### [Directions]
Using the material that follows, work out how many lines include the word "record". Your answer should be that number only.
===============
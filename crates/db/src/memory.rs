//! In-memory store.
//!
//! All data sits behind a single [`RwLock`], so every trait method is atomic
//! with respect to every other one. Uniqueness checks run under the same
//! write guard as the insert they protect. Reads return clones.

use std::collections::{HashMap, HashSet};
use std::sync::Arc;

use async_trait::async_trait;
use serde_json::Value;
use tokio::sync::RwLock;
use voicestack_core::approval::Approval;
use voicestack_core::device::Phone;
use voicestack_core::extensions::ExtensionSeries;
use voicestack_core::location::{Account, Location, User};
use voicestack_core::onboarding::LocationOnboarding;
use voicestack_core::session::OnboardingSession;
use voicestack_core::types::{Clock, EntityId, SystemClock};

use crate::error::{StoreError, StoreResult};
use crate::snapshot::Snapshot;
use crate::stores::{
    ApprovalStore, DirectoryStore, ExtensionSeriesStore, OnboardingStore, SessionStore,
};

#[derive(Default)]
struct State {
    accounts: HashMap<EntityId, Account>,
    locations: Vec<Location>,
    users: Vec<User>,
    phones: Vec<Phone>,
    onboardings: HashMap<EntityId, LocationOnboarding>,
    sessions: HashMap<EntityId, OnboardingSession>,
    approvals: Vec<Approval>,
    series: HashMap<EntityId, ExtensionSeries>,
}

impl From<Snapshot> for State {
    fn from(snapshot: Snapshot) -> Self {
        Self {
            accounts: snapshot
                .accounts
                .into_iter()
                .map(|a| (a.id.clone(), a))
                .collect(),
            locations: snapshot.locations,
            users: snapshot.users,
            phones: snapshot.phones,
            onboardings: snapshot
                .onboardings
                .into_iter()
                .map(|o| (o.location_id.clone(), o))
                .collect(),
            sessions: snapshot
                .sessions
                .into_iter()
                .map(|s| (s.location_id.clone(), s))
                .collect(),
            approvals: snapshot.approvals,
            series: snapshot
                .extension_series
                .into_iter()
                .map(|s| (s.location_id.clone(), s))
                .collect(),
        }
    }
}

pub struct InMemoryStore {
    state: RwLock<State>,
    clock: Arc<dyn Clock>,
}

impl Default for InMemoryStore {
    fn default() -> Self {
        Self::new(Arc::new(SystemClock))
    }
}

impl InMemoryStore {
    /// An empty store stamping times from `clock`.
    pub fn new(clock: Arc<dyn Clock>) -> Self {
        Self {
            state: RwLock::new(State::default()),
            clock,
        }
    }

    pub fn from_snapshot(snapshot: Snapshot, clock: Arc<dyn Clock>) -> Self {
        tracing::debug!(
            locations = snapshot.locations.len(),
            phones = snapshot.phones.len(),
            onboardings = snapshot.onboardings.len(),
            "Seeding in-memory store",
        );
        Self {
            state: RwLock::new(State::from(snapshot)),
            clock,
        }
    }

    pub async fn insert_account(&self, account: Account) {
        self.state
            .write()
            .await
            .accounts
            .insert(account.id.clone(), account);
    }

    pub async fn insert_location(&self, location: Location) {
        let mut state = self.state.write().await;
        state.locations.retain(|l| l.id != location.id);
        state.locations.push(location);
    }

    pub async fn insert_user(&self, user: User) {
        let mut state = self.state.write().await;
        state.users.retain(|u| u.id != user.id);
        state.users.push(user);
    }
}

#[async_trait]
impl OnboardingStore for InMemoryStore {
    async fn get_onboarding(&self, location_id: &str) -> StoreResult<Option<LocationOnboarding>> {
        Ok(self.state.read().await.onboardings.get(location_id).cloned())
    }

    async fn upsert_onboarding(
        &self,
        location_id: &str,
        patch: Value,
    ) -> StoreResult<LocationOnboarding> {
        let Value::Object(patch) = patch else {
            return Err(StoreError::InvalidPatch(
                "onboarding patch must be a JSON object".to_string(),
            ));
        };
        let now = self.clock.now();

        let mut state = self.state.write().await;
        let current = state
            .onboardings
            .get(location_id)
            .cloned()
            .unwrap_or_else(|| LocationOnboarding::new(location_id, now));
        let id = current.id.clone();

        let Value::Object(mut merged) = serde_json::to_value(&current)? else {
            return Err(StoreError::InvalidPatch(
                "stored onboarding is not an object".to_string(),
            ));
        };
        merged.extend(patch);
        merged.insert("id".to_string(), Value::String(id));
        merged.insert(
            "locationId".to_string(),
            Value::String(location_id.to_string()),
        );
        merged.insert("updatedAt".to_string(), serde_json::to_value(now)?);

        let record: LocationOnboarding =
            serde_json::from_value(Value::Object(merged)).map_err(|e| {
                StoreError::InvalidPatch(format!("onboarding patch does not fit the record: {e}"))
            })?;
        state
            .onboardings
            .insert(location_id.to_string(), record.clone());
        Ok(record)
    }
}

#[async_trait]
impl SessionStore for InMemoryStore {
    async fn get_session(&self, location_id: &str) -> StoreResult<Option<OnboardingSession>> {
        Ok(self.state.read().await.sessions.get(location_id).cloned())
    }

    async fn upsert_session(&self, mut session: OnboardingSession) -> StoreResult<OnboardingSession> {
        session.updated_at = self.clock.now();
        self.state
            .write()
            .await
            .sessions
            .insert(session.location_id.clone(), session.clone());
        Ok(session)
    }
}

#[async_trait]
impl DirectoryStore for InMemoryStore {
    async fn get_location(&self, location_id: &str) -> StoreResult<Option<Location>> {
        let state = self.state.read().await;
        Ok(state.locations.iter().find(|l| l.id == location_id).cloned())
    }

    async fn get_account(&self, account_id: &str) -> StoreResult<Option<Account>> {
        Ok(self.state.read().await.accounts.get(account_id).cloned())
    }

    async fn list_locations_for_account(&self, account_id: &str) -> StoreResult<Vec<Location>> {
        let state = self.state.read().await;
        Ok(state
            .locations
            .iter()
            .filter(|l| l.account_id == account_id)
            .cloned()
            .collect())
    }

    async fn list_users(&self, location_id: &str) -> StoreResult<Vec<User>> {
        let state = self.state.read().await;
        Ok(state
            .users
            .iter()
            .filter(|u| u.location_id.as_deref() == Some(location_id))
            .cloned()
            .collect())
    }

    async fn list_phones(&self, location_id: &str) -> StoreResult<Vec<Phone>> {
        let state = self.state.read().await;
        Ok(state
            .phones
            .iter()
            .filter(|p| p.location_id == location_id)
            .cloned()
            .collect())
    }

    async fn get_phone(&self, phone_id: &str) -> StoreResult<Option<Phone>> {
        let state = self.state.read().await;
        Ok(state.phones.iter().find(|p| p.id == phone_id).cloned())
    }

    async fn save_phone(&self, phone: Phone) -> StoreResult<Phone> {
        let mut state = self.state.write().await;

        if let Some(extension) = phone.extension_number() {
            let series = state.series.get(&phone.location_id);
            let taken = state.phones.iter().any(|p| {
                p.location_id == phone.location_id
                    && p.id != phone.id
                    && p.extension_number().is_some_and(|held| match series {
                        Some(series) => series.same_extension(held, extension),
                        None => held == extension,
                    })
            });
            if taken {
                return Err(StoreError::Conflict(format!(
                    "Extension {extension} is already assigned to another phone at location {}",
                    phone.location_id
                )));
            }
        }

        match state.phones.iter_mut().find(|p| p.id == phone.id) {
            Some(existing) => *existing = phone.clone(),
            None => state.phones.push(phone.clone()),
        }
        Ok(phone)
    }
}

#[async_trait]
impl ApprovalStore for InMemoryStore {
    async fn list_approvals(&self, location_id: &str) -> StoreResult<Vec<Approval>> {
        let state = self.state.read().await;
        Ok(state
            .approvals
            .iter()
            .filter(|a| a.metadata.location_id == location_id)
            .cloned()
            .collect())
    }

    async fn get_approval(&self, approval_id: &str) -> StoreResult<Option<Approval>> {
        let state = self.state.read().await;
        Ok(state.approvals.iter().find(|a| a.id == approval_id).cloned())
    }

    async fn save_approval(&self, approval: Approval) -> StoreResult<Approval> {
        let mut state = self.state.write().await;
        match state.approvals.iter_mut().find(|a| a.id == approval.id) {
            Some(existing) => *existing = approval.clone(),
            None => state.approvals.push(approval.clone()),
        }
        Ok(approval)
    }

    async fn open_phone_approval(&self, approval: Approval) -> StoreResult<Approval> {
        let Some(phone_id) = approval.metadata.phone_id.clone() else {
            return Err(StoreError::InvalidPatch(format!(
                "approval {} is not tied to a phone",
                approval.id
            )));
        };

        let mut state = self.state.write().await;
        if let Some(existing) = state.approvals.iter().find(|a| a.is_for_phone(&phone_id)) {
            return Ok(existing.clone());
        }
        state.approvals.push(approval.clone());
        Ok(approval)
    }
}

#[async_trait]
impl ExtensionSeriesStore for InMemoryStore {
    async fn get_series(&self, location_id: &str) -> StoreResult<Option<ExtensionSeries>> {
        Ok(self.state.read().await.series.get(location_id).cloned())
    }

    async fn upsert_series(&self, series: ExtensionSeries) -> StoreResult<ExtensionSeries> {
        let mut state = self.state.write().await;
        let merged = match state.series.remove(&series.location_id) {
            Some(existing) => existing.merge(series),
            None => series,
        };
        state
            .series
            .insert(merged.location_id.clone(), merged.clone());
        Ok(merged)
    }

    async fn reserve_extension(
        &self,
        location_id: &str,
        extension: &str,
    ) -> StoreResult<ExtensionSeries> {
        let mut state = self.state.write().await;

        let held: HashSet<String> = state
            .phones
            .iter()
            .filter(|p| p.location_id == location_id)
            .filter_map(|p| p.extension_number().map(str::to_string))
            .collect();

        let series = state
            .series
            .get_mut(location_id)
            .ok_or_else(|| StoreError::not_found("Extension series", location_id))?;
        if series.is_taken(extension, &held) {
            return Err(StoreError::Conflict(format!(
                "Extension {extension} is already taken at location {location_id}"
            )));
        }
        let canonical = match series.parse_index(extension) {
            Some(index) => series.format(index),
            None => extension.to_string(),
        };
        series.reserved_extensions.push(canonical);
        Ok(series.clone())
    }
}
===============
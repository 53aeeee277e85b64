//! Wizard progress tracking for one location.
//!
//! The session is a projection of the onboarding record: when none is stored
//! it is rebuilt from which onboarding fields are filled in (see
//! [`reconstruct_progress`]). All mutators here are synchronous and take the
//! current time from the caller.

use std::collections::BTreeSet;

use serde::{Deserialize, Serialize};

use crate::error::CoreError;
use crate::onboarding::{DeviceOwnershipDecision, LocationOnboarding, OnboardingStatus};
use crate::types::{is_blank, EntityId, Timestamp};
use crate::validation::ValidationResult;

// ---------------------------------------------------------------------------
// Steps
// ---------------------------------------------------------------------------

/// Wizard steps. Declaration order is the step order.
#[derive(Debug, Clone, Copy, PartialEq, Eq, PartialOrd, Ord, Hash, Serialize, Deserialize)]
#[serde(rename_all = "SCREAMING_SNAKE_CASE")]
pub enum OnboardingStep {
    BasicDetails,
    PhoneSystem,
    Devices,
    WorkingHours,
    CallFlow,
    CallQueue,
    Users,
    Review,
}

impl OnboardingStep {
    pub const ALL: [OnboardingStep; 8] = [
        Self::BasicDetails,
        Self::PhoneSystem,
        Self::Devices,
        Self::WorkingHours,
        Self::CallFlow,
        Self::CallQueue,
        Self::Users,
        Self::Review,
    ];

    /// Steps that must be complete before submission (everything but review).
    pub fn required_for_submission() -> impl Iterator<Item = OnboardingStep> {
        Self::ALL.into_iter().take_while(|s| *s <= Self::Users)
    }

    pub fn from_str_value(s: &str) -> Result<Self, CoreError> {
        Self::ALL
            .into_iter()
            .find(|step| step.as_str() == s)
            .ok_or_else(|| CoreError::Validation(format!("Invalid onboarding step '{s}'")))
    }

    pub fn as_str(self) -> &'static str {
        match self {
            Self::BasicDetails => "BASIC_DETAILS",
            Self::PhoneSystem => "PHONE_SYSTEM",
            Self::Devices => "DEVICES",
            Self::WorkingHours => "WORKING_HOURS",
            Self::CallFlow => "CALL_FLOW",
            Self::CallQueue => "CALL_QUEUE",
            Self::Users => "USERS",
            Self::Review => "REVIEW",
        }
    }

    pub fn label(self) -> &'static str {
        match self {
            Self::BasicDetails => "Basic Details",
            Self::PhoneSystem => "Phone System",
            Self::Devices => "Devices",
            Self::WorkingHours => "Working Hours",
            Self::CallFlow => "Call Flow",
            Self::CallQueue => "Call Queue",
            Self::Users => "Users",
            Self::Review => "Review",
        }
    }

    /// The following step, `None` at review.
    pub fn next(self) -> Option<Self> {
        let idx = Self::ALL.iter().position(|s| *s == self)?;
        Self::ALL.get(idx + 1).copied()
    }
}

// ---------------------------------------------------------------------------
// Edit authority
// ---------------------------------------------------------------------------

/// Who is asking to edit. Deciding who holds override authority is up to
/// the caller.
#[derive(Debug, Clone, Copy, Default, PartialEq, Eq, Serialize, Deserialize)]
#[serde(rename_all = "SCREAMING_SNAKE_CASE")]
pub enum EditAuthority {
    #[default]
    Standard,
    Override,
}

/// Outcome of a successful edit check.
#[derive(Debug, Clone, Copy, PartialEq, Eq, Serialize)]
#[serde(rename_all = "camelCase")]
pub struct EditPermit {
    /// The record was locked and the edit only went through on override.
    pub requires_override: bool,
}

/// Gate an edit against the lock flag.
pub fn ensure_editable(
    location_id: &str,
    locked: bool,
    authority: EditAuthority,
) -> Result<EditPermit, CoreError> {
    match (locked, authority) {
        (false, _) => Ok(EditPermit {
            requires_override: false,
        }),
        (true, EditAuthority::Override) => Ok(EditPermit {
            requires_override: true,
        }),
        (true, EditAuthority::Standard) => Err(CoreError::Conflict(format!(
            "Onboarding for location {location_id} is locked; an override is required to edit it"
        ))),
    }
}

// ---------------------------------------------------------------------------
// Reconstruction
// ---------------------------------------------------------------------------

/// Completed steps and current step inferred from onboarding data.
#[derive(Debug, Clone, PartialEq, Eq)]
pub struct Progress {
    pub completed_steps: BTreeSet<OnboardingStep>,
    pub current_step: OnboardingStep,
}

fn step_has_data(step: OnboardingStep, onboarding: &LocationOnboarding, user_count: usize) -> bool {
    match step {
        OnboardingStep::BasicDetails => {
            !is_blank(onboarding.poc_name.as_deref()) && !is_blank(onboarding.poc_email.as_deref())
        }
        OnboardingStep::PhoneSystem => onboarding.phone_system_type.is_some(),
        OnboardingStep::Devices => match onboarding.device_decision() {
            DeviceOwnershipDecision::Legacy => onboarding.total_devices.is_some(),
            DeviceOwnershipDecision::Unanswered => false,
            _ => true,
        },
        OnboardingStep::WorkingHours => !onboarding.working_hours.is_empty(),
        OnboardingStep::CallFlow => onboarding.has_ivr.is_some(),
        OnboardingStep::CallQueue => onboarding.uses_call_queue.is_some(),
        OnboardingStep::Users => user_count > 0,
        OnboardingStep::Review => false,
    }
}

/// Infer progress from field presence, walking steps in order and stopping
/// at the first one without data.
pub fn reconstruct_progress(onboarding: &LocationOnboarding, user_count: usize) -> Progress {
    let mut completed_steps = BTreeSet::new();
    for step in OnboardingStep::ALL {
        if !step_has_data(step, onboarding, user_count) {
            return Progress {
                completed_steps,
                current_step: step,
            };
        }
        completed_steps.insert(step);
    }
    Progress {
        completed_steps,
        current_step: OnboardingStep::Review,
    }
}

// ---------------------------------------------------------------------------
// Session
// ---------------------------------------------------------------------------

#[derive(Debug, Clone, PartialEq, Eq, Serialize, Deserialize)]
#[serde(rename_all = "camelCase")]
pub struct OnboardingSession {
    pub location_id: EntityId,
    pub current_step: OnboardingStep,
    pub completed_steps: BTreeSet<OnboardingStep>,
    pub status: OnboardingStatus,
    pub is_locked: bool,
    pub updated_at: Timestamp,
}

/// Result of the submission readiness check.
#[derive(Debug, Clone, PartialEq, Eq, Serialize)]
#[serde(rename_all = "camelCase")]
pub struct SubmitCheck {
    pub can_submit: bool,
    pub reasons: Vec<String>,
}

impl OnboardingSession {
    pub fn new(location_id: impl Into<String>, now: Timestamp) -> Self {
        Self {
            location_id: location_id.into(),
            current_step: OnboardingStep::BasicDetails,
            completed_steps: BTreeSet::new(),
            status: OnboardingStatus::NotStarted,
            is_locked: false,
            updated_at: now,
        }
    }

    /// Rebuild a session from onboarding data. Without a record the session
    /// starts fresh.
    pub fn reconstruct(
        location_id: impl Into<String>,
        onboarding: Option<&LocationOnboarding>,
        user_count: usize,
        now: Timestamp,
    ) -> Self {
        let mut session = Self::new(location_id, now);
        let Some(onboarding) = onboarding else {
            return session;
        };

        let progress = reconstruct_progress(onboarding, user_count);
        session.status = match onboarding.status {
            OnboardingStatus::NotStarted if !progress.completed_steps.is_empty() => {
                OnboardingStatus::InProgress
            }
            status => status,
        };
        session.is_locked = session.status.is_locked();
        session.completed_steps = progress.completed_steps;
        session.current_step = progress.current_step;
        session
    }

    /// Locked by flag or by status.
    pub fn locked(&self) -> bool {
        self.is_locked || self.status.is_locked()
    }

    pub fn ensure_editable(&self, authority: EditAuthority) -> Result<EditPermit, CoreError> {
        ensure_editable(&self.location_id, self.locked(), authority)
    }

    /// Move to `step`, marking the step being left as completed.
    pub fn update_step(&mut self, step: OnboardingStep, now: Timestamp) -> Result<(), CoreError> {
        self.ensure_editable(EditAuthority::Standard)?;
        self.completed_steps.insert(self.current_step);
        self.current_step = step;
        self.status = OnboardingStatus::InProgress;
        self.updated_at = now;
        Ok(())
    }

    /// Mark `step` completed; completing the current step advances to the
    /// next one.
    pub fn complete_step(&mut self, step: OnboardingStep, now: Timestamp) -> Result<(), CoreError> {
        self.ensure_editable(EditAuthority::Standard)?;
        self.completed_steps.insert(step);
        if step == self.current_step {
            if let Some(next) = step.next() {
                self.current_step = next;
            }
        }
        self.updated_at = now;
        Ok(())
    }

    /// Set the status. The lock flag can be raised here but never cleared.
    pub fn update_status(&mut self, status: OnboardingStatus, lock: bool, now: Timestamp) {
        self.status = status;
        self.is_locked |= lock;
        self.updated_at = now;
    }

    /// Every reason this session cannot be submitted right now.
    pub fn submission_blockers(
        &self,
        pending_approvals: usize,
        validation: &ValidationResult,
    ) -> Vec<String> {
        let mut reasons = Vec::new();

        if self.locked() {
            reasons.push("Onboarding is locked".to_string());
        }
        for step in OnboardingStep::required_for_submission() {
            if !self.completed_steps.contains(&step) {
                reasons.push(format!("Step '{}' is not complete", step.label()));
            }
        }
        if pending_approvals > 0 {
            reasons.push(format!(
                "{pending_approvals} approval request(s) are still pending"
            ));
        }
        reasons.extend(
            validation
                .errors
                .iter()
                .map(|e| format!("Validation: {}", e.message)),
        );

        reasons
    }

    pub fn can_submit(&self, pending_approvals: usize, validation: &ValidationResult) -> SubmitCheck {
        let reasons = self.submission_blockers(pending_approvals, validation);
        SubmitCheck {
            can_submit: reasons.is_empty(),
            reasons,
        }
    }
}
===============
### [Reply to the exercise]
7